» **Directions for this task**
For each line in the data that includes "path", make a copy.

Dataset entries
---------------
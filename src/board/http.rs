use std::sync::Arc;
use std::time::Duration;

use anyhow::{anyhow, Result};
use embedded_hal::blocking::delay::DelayMs;
use embedded_svc::http::client::Client;
use embedded_svc::http::server::Request;
use embedded_svc::http::{Headers, Method, Status};
use embedded_svc::io::{Read, Write};
use esp_idf_svc::http::client::{Configuration as HttpClientConfiguration, EspHttpConnection};
use esp_idf_svc::http::server::{Configuration as HttpServerConfiguration, EspHttpServer};
use log::info;

use crate::config::{MAX_FORM_BODY, RESPONSE_LIMIT, TIME_TIMEOUT_SECS, UPLOAD_TIMEOUT_SECS};
use crate::portal::{Portal, PortalHost, PortalReply, ROUTES};
use crate::upload::{HttpResponse, Transport};

/// HTTP(S) over the IDF client, verified against the certificate bundle.
pub struct HttpsTransport;

impl Transport for HttpsTransport {
    fn post(&self, url: &str, content_type: &str, body: &[u8]) -> Result<HttpResponse> {
        let content_length = body.len().to_string();
        let headers = [
            ("Content-Type", content_type),
            ("Content-Length", content_length.as_str()),
            ("Connection", "close"),
        ];
        exchange(Method::Post, url, &headers, body, UPLOAD_TIMEOUT_SECS)
    }

    fn get(&self, url: &str) -> Result<HttpResponse> {
        exchange(Method::Get, url, &[("Connection", "close")], &[], TIME_TIMEOUT_SECS)
    }
}

fn exchange(
    method: Method,
    url: &str,
    headers: &[(&str, &str)],
    body: &[u8],
    timeout_secs: u64,
) -> Result<HttpResponse> {
    let conf = HttpClientConfiguration {
        timeout: Some(Duration::from_secs(timeout_secs)),
        crt_bundle_attach: Some(esp_idf_sys::esp_crt_bundle_attach),
        ..Default::default()
    };
    let mut client = Client::wrap(EspHttpConnection::new(&conf)?);

    let mut request = client
        .request(method, url, headers)
        .map_err(|e| anyhow!("request: {e:?}"))?;
    if !body.is_empty() {
        request.write_all(body).map_err(|e| anyhow!("write: {e:?}"))?;
    }
    request.flush().map_err(|e| anyhow!("flush: {e:?}"))?;

    let mut response = request.submit().map_err(|e| anyhow!("submit: {e:?}"))?;
    let status = response.status();

    let mut received = Vec::new();
    let mut chunk = [0u8; 256];
    while received.len() < RESPONSE_LIMIT {
        let n = response.read(&mut chunk).map_err(|e| anyhow!("read: {e:?}"))?;
        if n == 0 {
            break;
        }
        let take = n.min(RESPONSE_LIMIT - received.len());
        received.extend_from_slice(&chunk[..take]);
    }

    Ok(HttpResponse {
        status,
        body: String::from_utf8_lossy(&received).into_owned(),
    })
}

/// Serves the portal on the IDF HTTP server.
#[derive(Default)]
pub struct EspPortalHost {
    server: Option<EspHttpServer>,
}

impl<D> PortalHost<D> for EspPortalHost
where
    D: DelayMs<u32> + Clone + Send + Sync + 'static,
{
    fn start(&mut self, portal: Arc<Portal<D>>) -> Result<()> {
        let mut server = EspHttpServer::new(&HttpServerConfiguration {
            stack_size: 8 * 1024,
            max_uri_handlers: 16,
            ..Default::default()
        })?;

        for (path, method, _) in ROUTES {
            let portal = portal.clone();
            server.fn_handler(path, method, move |mut req| {
                let body = read_body(&mut req)?;
                let reply = portal.dispatch(method, req.uri(), &body);
                send_reply(req, reply)?;
                Ok(())
            })?;
        }

        info!("portal listening");
        self.server = Some(server);
        Ok(())
    }

    fn stop(&mut self) -> Result<()> {
        if self.server.take().is_some() {
            info!("portal stopped");
        }
        Ok(())
    }
}

fn read_body(req: &mut Request<&mut EspHttpConnection<'_>>) -> Result<Vec<u8>> {
    let declared = req.content_len().unwrap_or(0) as usize;
    // one byte past the form limit is enough for the portal to reject it
    let mut body = vec![0u8; declared.min(MAX_FORM_BODY + 1)];

    let mut filled = 0;
    while filled < body.len() {
        let n = req.read(&mut body[filled..]).map_err(|e| anyhow!("{e:?}"))?;
        if n == 0 {
            break;
        }
        filled += n;
    }
    body.truncate(filled);
    Ok(body)
}

fn send_reply(req: Request<&mut EspHttpConnection<'_>>, reply: PortalReply) -> Result<()> {
    match reply {
        PortalReply::Page(html) => {
            req.into_response(200, Some("OK"), &[("Content-Type", "text/html; charset=utf-8")])?
                .write_all(html.as_bytes())?;
        }
        PortalReply::Redirect(location) => {
            req.into_response(303, Some("See Other"), &[("Location", location.as_str())])?;
        }
        PortalReply::Error { status, message } => {
            req.into_response(status, Some(message.as_str()), &[("Content-Type", "text/plain")])?
                .write_all(message.as_bytes())?;
        }
    }
    Ok(())
}
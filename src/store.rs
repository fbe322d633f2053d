use anyhow::Result;

pub const WIFI_NAMESPACE: &str = "wifi_config";
pub const REGISTRATION_NAMESPACE: &str = "registration";

/// Namespaced, persistent string storage that survives deep sleep.
pub trait KvStore: Send + Sync {
    fn get(&self, namespace: &str, key: &str) -> Result<Option<String>>;
    fn set(&self, namespace: &str, key: &str, value: &str) -> Result<()>;

    /// Writes every pair, or none of them: on a failed write the keys
    /// already written get their previous values back.
    fn set_all(&self, namespace: &str, pairs: &[(&str, &str)]) -> Result<()> {
        let mut previous = Vec::with_capacity(pairs.len());
        for (key, _) in pairs {
            previous.push(self.get(namespace, key)?.unwrap_or_default());
        }

        for (written, (key, value)) in pairs.iter().enumerate() {
            if let Err(e) = self.set(namespace, key, value) {
                for ((key, _), old) in pairs.iter().zip(&previous).take(written) {
                    if let Err(restore) = self.set(namespace, key, old) {
                        log::error!("{namespace}/{key}: cannot restore: {restore:?}");
                    }
                }
                return Err(e);
            }
        }
        Ok(())
    }
}

/// Copies `value` into a bounded string, `None` if it does not fit.
pub fn bounded<const N: usize>(value: &str) -> Option<heapless::String<N>> {
    let mut out = heapless::String::new();
    out.push_str(value).ok()?;
    Some(out)
}

/// Loads a stored value into a bounded string. Missing or oversized values
/// read as empty.
pub fn load_bounded<const N: usize>(
    store: &dyn KvStore,
    namespace: &str,
    key: &str,
) -> Result<heapless::String<N>> {
    let value = store.get(namespace, key)?.unwrap_or_default();
    Ok(bounded(&value).unwrap_or_else(|| {
        log::warn!("{namespace}/{key}: stored value exceeds {N} bytes, ignored");
        heapless::String::new()
    }))
}

#[cfg(test)]
mod test {
    use super::*;
    use crate::sim::MemStore;

    #[test]
    fn bounded_rejects_overflow() {
        assert_eq!(bounded::<4>("abcd").as_deref(), Some("abcd"));
        assert!(bounded::<4>("abcde").is_none());
    }

    #[test]
    fn load_bounded_missing_is_empty() {
        let store = MemStore::default();
        let v: heapless::String<8> = load_bounded(&store, WIFI_NAMESPACE, "ssid").unwrap();
        assert!(v.is_empty());

        store.set(WIFI_NAMESPACE, "ssid", "a-very-long-name").unwrap();
        let v: heapless::String<8> = load_bounded(&store, WIFI_NAMESPACE, "ssid").unwrap();
        assert!(v.is_empty());
    }

    #[test]
    fn set_all_restores_on_failure() {
        let store = MemStore::default();
        store.set(WIFI_NAMESPACE, "ssid", "Home").unwrap();
        store.fail_key("password");

        assert!(store
            .set_all(WIFI_NAMESPACE, &[("ssid", "Office"), ("password", "secret123")])
            .is_err());
        assert_eq!(store.get(WIFI_NAMESPACE, "ssid").unwrap().as_deref(), Some("Home"));
        assert_eq!(store.get(WIFI_NAMESPACE, "password").unwrap(), None);
    }
}
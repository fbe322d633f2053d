use std::fmt::Debug;

use anyhow::{anyhow, Result};
use arbitrary_int::*;
use bitbybit::bitfield;
use embedded_hal::blocking::delay::DelayMs;
use embedded_hal::blocking::i2c::{Write, WriteRead};
use log::debug;

pub const DEVICE_ADDR: u8 = 0x6D;
const CONVERSION_MS: u32 = 25;

#[allow(unused)]
mod register {
    pub const STATUS: u8 = 0x02;
    pub const DATA_MSB: u8 = 0x06; // 0x06...0x08, big endian
    pub const CMD: u8 = 0x30; // |sleep_time<7:4>|sco|measurement_ctrl<2:0>|
}

#[allow(unused)]
#[derive(Debug, Clone, Copy, PartialEq, Eq)]
#[repr(u8)]
enum MeasurementCtrl {
    SingleShot = 0b001,
    Combined = 0b010,
    Sleep = 0b011,
}

#[bitfield(u8)]
struct Cmd {
    #[bits(4..=7, rw)]
    sleep_time: u4,

    #[bit(3, r)]
    sco: bool,

    #[bits(0..=2, rw)]
    measurement_ctrl: u3,
}

/// PT928 pressure sensor, single-shot mode.
pub struct Pt928<I, D> {
    interface: I,
    delay: D,
}

impl<I, D, E> Pt928<I, D>
where
    I: Write<Error = E> + WriteRead<Error = E>,
    D: DelayMs<u32>,
    E: Debug,
{
    pub fn new(interface: I, delay: D) -> Self {
        Self { interface, delay }
    }

    /// Triggers one conversion and returns the raw 24-bit reading.
    pub fn read_pressure(&mut self) -> Result<u32> {
        let cmd = Cmd::new_with_raw_value(0)
            .with_measurement_ctrl(u3::new(MeasurementCtrl::SingleShot as u8));
        self.write_reg(register::CMD, cmd.raw_value())?;

        self.delay.delay_ms(CONVERSION_MS);

        let mut buffer = [0_u8; 3];
        self.interface
            .write_read(DEVICE_ADDR, &[register::DATA_MSB], &mut buffer)
            .map_err(|e| anyhow!("pt928 read failed: {e:?}"))?;

        let raw = (buffer[0] as u32) << 16 | (buffer[1] as u32) << 8 | buffer[2] as u32;
        debug!("pt928 raw {raw}");
        Ok(raw)
    }

    fn write_reg(&mut self, reg: u8, data: u8) -> Result<()> {
        self.interface
            .write(DEVICE_ADDR, &[reg, data])
            .map_err(|e| anyhow!("pt928 write failed: {e:?}"))
    }
}

#[cfg(test)]
mod test {
    use super::*;
    use crate::sim::RecordingDelay;

    #[derive(Default)]
    struct Bus {
        writes: Vec<(u8, Vec<u8>)>,
        data: [u8; 3],
        fail: bool,
    }

    impl Write for Bus {
        type Error = ();

        fn write(&mut self, address: u8, bytes: &[u8]) -> Result<(), ()> {
            if self.fail {
                return Err(());
            }
            self.writes.push((address, bytes.to_vec()));
            Ok(())
        }
    }

    impl WriteRead for Bus {
        type Error = ();

        fn write_read(&mut self, address: u8, bytes: &[u8], buffer: &mut [u8]) -> Result<(), ()> {
            assert_eq!(address, DEVICE_ADDR);
            assert_eq!(bytes, &[register::DATA_MSB]);
            buffer.copy_from_slice(&self.data);
            Ok(())
        }
    }

    #[test]
    fn single_shot_big_endian() {
        let bus = Bus {
            data: [0x12, 0x34, 0x56],
            ..Default::default()
        };
        let mut sensor = Pt928::new(bus, RecordingDelay::default());

        assert_eq!(sensor.read_pressure().unwrap(), 0x123456);
        assert_eq!(sensor.interface.writes, vec![(DEVICE_ADDR, vec![0x30, 0x01])]);
        assert_eq!(sensor.delay.elapsed_ms(), CONVERSION_MS as u64);
    }

    #[test]
    fn bus_error_propagates() {
        let bus = Bus {
            fail: true,
            ..Default::default()
        };
        let mut sensor = Pt928::new(bus, RecordingDelay::default());
        assert!(sensor.read_pressure().is_err());
    }
}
---------------
» **Written response**
        for (path, method, _) in ROUTES {
            server.fn_handler(path, method, move |mut req| {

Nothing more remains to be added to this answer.